▶ **Task prompt**
Set down, exactly as written, every line from the top of the records below to the line containing "use ts_rs::TS;", both ends included, and no others.

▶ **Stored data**
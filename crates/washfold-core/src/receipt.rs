//! # Receipt
//!
//! Renders a finalized [`Order`] as printable 80mm text. Every order prints
//! twice: the customer copy first, then the store copy.
//!
//! ## Differences Between Copies
//! ```text
//! ┌──────────────────────────────┬───────────┬────────────┐
//! │ Section                      │ Customer  │ Store      │
//! ├──────────────────────────────┼───────────┼────────────┤
//! │ Copy banner                  │ CLIENTE   │ TIENDA     │
//! │ Customer address             │     -     │     ✓      │
//! │ Discount reason              │     -     │     ✓      │
//! │ Order notes                  │     -     │     ✓      │
//! │ Footer                       │ Gracias   │ ARCHIVO    │
//! └──────────────────────────────┴───────────┴────────────┘
//! ```

use serde::{Deserialize, Serialize};
use ts_rs::TS;

use crate::layout::{date_time_es, format_kg, short_date_es, PrintFormat, TextBuilder};
use crate::money::TaxRate;
use crate::order::Order;
use crate::ticket::LineItem;
use crate::types::{PaymentMethod, StoreInfo};

#[derive(Debug, Clone, Copy, PartialEq, Eq, Default, Serialize, Deserialize, TS)]
#[serde(rename_all = "snake_case")]
#[ts(export)]
pub enum ReceiptCopy {
    #[default]
    Customer,
    Store,
}

impl ReceiptCopy {
    /// Print order: customer copy first.
    pub const BOTH: [ReceiptCopy; 2] = [ReceiptCopy::Customer, ReceiptCopy::Store];

    fn banner(&self) -> &'static str {
        match self {
            ReceiptCopy::Customer => "*** COPIA CLIENTE ***",
            ReceiptCopy::Store => "*** COPIA TIENDA ***",
        }
    }
}

/// Renders one copy of the receipt.
///
/// `tax_rate` only labels the ITBMS line; the amount comes from the order.
pub fn render_receipt(
    order: &Order,
    store: &StoreInfo,
    copy: ReceiptCopy,
    tax_rate: TaxRate,
    format: &PrintFormat,
) -> String {
    let mut out = TextBuilder::new(format.width);
    let money = |amount| format.money(amount);

    // Header
    out.blank();
    out.center(&store.name);
    if let Some(address) = store.address.as_deref().filter(|a| !a.trim().is_empty()) {
        out.center(address);
    }
    if let Some(phone) = store.phone.as_deref().filter(|p| !p.trim().is_empty()) {
        out.center(&format!("Tel: {}", phone.trim()));
    }
    if let Some(tax_id) = store.tax_id() {
        out.center(&format!("RUC: {}", tax_id));
    }
    out.blank();
    out.eq_sep();
    out.center(copy.banner());
    out.eq_sep();
    out.blank();

    // Order info
    let created = order.created_at.with_timezone(&format.utc_offset);
    out.pair("Orden:", &format!("#{}", order.order_number));
    out.pair("Fecha:", &date_time_es(created));
    out.blank();

    // Customer
    out.line("CLIENTE:");
    match &order.customer {
        Some(customer) => {
            out.indented("  ", &customer.display_name());
            if let Some(phone) = customer.phone_display() {
                out.indented("  ", &format!("Tel: {}", phone));
            }
            if copy == ReceiptCopy::Store {
                if let Some(address) = customer.address.as_deref().filter(|a| !a.trim().is_empty()) {
                    out.indented("  ", address.trim());
                }
            }
        }
        None => out.indented("  ", &order.customer_name),
    }
    out.blank();

    if order.is_express {
        out.center("*** SERVICIO EXPRESS ***");
        out.blank();
    }

    let promised = order.promised_date.with_timezone(&format.utc_offset);
    out.pair("Fecha Prometida:", &short_date_es(promised.date_naive()));
    out.blank();

    // Detail
    out.dash_sep();
    out.line("DETALLE:");
    out.dash_sep();
    for item in &order.items {
        render_item(&mut out, item, format);
    }
    out.dash_sep();

    // Totals
    out.pair("Subtotal:", &money(order.subtotal));
    if order.discount_amount.is_positive() {
        out.pair("Descuento:", &format!("-{}", money(order.discount_amount)));
        if copy == ReceiptCopy::Store {
            if let Some(reason) = order.discount_reason.as_deref() {
                out.indented("  ", &format!("({})", reason));
            }
        }
    }
    if order.delivery_charge.is_positive() {
        out.pair("Delivery:", &money(order.delivery_charge));
    }
    out.pair(
        &format!("ITBMS ({}%):", tax_rate.percentage()),
        &money(order.tax_amount),
    );
    out.dash_sep();
    out.pair("TOTAL:", &money(order.total));
    out.eq_sep();

    // Payment
    out.blank();
    let payment = &order.payment;
    out.pair("Método de Pago:", payment.method.receipt_label());
    if payment.method == PaymentMethod::Cash {
        if let Some(tendered) = payment.cash_tendered {
            out.pair("Efectivo:", &money(tendered));
            out.pair("Cambio:", &money(payment.change.unwrap_or_default()));
        }
    }
    if let Some(reference) = payment.reference.as_deref() {
        out.pair("Referencia:", reference);
    }

    if copy == ReceiptCopy::Store {
        if let Some(notes) = order.notes.as_deref() {
            out.blank();
            out.dash_sep();
            out.line("NOTAS:");
            for paragraph in notes.lines() {
                out.wrapped(paragraph);
            }
        }
    }

    // Footer
    out.blank();
    out.dash_sep();
    out.blank();
    match copy {
        ReceiptCopy::Customer => {
            out.center("¡Gracias por su preferencia!");
            out.blank();
            out.center("Conserve este recibo para");
            out.center("retirar su pedido.");
        }
        ReceiptCopy::Store => out.center("COPIA PARA ARCHIVO"),
    }
    // Feed before the cut
    out.blank();
    out.blank();
    out.blank();

    out.finish()
}

fn render_item(out: &mut TextBuilder, item: &LineItem, format: &PrintFormat) {
    match item {
        LineItem::Weight(weight) => {
            out.wrapped(&weight.name);
            out.item(
                &format!(
                    "  {}kg x {}/kg",
                    format_kg(item.total_weight()),
                    format.money(weight.unit_price)
                ),
                &format.money(item.line_total()),
            );
            if weight.entries.len() > 1 {
                for (i, entry) in weight.entries.iter().enumerate() {
                    out.line(format!("    Bolsa {}: {}kg", i + 1, entry.weight_kg.normalize()));
                }
            }
        }
        LineItem::Quantity(quantity) if quantity.quantity > 1 => {
            out.wrapped(&quantity.name);
            out.item(
                &format!("  {} x {}", quantity.quantity, format.money(quantity.unit_price)),
                &format.money(item.line_total()),
            );
        }
        LineItem::Quantity(quantity) => {
            out.item(&quantity.name, &format.money(item.line_total()));
        }
    }
}

// =============================================================================
// Unit Tests
// =============================================================================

▶ **Exercise answer**
filename crates/washfold-core/src/receipt.rs
//! # Receipt
//!
//! Renders a finalized [`Order`] as printable 80mm text. Every order prints
//! twice: the customer copy first, then the store copy.
//!
//! ## Differences Between Copies
//! ```text
//! ┌──────────────────────────────┬───────────┬────────────┐
//! │ Section                      │ Customer  │ Store      │
//! ├──────────────────────────────┼───────────┼────────────┤
//! │ Copy banner                  │ CLIENTE   │ TIENDA     │
//! │ Customer address             │     -     │     ✓      │
//! │ Discount reason              │     -     │     ✓      │
//! │ Order notes                  │     -     │     ✓      │
//! │ Footer                       │ Gracias   │ ARCHIVO    │
//! └──────────────────────────────┴───────────┴────────────┘
//! ```

use serde::{Deserialize, Serialize};
use ts_rs::TS;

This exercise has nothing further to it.